FDA grants emergency use authorization for Eli Lilly COVID-19 treatment
The FDA announced on Monday it has issued an emergency use authorization for Eli Lilly's antibody therapy, bamlanivimab, to treat mild to moderate cases of COVID-19.
Why it matters: The treatment is authorized for people "who are at high risk for progressing to severe COVID-19 and/or hospitalization," including people who are 65 and older, and/or people with certain chronic illnesses.
- "[T]he safety and effectiveness of this investigational therapy continues to be evaluated," the FDA wrote in a news release, but the drug was shown to reduce coronavirus-related hospitalizations or emergency room visits for high-risk patients within 28 days after treatment.
- It's not authorized for people who are already hospitalized or are receiving oxygen.
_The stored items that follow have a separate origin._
// ============================================================================
// Lifecycle and setup errors
// ============================================================================

#[test]
fn test_cleanup_detaches_everything() {
    init_tracing();
    let plugin = ValidatePlugin::default();
    let doc = HeadlessDocument::new();
    let form = doc.create_form("profile");
    let name = text_field(&doc, &form, "name");

    let form_directive = plugin.validate_form(form.clone(), &Value::Null).unwrap();
    let field = plugin
        .validate(name.clone(), &expression(json!({ "onBlur": true })))
        .unwrap();

    assert_eq!(plugin.message_store().len(), 1);
    assert_eq!(plugin.registry().field_count(), 1);
    assert_eq!(name.listener_count("blur"), 1);
    assert_eq!(form.listener_count("submit"), 1);

    drop(field);
    assert_eq!(plugin.message_store().len(), 0);
    assert_eq!(plugin.registry().field_count(), 0);
    assert_eq!(name.listener_count("blur"), 0);
    assert_eq!(name.listener_count("change"), 0);

    form_directive.cleanup();
    assert_eq!(form.listener_count("submit"), 0);
    assert!(form.dispatch_event(&Event::new("submit")));
}

#[test]
fn test_missing_identity_is_rejected() {
    let plugin = ValidatePlugin::default();
    let doc = HeadlessDocument::new();
    let unnamed = doc.create_control(ControlKind::Text(InputType::Text), "field", "");
    let anonymous = doc.create_control(ControlKind::Text(InputType::Text), "", "field");

    assert!(matches!(
        plugin.validate(unnamed, &Value::Null),
        Err(ValidateError::MissingIdentity)
    ));
    assert!(matches!(
        plugin.validate(anonymous, &Value::Null),
        Err(ValidateError::MissingIdentity)
    ));
    assert!(plugin.message_store().is_empty());
}
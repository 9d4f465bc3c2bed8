// File: rusty-forms-validate/src/validators/mod.rs
// Purpose: Field and form validation passes

pub mod field;
pub mod form;

pub use field::FieldValidator;
pub use form::FormValidator;

/// Result of one validation pass. Failing is not an error.
#[derive(Debug, Clone, Copy, PartialEq, Eq)]
pub enum FieldOutcome {
    Success,
    Failed,
}

impl FieldOutcome {
    pub fn is_success(self) -> bool {
        self == FieldOutcome::Success
    }
}

/// Names of the custom events dispatched after each pass
#[derive(Debug, Clone, PartialEq, Eq)]
pub struct ValidationEvents {
    /// Attribute that marks a control with its own field directive, e.g. `x-validate`
    pub directive: String,
    pub success: String,
    pub failed: String,
}

impl ValidationEvents {
    /// `prefix` is the directive prefix, `"x-"` by default
    pub fn new(prefix: &str) -> Self {
        let directive = format!("{}validate", prefix);
        Self {
            success: format!("{}:success", directive),
            failed: format!("{}:failed", directive),
            directive,
        }
    }
}

impl Default for ValidationEvents {
    fn default() -> Self {
        Self::new("x-")
    }
}
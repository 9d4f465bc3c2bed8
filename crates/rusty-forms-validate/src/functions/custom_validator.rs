// File: rusty-forms-validate/src/functions/custom_validator.rs
// Purpose: Named validation functions looked up by rule key

use indexmap::IndexMap;

use super::FieldValue;
use crate::dom::Control;
use crate::value::{CheckFn, Function, Value};

/// Validates rules that carry arguments instead of a validator function
pub trait CustomFieldValidator {
    fn is_supported(&self, name: &str) -> bool;

    /// A missing function or a non-boolean result counts as a failure
    fn validate(&self, control: &dyn Control, value: &FieldValue, name: &str, args: &[Value]) -> bool;
}

/// A table of named checks
#[derive(Clone, Default)]
pub struct CustomValidatorTable {
    checks: IndexMap<String, CheckFn>,
}

impl CustomValidatorTable {
    pub fn new() -> Self {
        Self::default()
    }

    /// Register a check under `name`, replacing any previous one
    pub fn with<F>(mut self, name: impl Into<String>, check: F) -> Self
    where
        F: Fn(&FieldValue, &[Value]) -> Value + 'static,
    {
        self.insert(name, Function::check(check));
        self
    }

    /// Register a check function. Functions of another shape are ignored.
    pub fn insert(&mut self, name: impl Into<String>, function: Function) {
        if let Some(check) = function.as_check() {
            self.checks.insert(name.into(), check);
        }
    }

    pub fn names(&self) -> impl Iterator<Item = &str> {
        self.checks.keys().map(String::as_str)
    }
}

/// Build a table from an object of check functions; other entries are skipped
pub fn create_custom_field_validator(functions: &Value) -> CustomValidatorTable {
    let mut table = CustomValidatorTable::new();
    if let Some(map) = functions.as_object() {
        for (name, value) in map {
            if let Some(function) = value.as_function() {
                table.insert(name.clone(), function.clone());
            }
        }
    }
    table
}

impl CustomFieldValidator for CustomValidatorTable {
    fn is_supported(&self, name: &str) -> bool {
        self.checks.contains_key(name)
    }

    fn validate(&self, _control: &dyn Control, value: &FieldValue, name: &str, args: &[Value]) -> bool {
        match self.checks.get(name) {
            Some(check) => matches!(check(value, args), Value::Bool(true)),
            None => false,
        }
    }
}

#[cfg(test)]
mod tests {
    use super::*;
    use crate::dom::headless::HeadlessDocument;
    use crate::dom::{ControlKind, InputType};

    #[test]
    fn test_table_dispatch() {
        let doc = HeadlessDocument::new();
        let input = doc.create_control(ControlKind::Text(InputType::Text), "t", "t");
        let table = CustomValidatorTable::new()
            .with("equalsArg", |value, args| {
                Value::Bool(value.as_text() == args.first().and_then(Value::as_str))
            })
            .with("sloppy", |_, _| Value::from("yes"));

        assert!(table.is_supported("equalsArg"));
        assert!(!table.is_supported("missing"));

        let value = FieldValue::from("abc");
        assert!(table.validate(&*input, &value, "equalsArg", &[Value::from("abc")]));
        assert!(!table.validate(&*input, &value, "equalsArg", &[Value::from("xyz")]));
        // Non-boolean results fail instead of erroring
        assert!(!table.validate(&*input, &value, "sloppy", &[]));
        assert!(!table.validate(&*input, &value, "missing", &[]));
    }

    #[test]
    fn test_from_value_skips_non_checks() {
        let functions = Value::object([
            ("ok", Value::Function(Function::check(|_, _| Value::Bool(true)))),
            ("hook", Value::Function(Function::hook(|_| {}))),
            ("text", Value::from("not a function")),
        ]);
        let table = create_custom_field_validator(&functions);
        assert_eq!(table.names().collect::<Vec<_>>(), vec!["ok"]);
    }
}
What they're saying: “As illustrated by today’s action, the FDA remains committed to expediting the development and availability of potential COVID-19 treatments and providing sick patients timely access to new therapies where appropriate, while at the same time supporting research to further evaluate whether they are safe and effective,” said FDA Commissioner Stephen Hahn.
- Eli Lilly Chairman and CEO David Ricks said in a statement, "This emergency authorization allows us to make bamlanivimab available as a COVID-19 treatment for recently diagnosed, high-risk patients – adding a valuable tool for doctors fighting the now-increasing burden of this global pandemic."
- Eli Lilly said it would immediately begin shipping bamlanivimab to AmerisourceBergen, which will distribute the drug as directed by the U.S. government's allocation program.
Worth noting: Eli Lilly announced in October that it sold the U.S. government 300,000 vials of bamlanivimab for $375 million, pending the FDA's emergency authorization.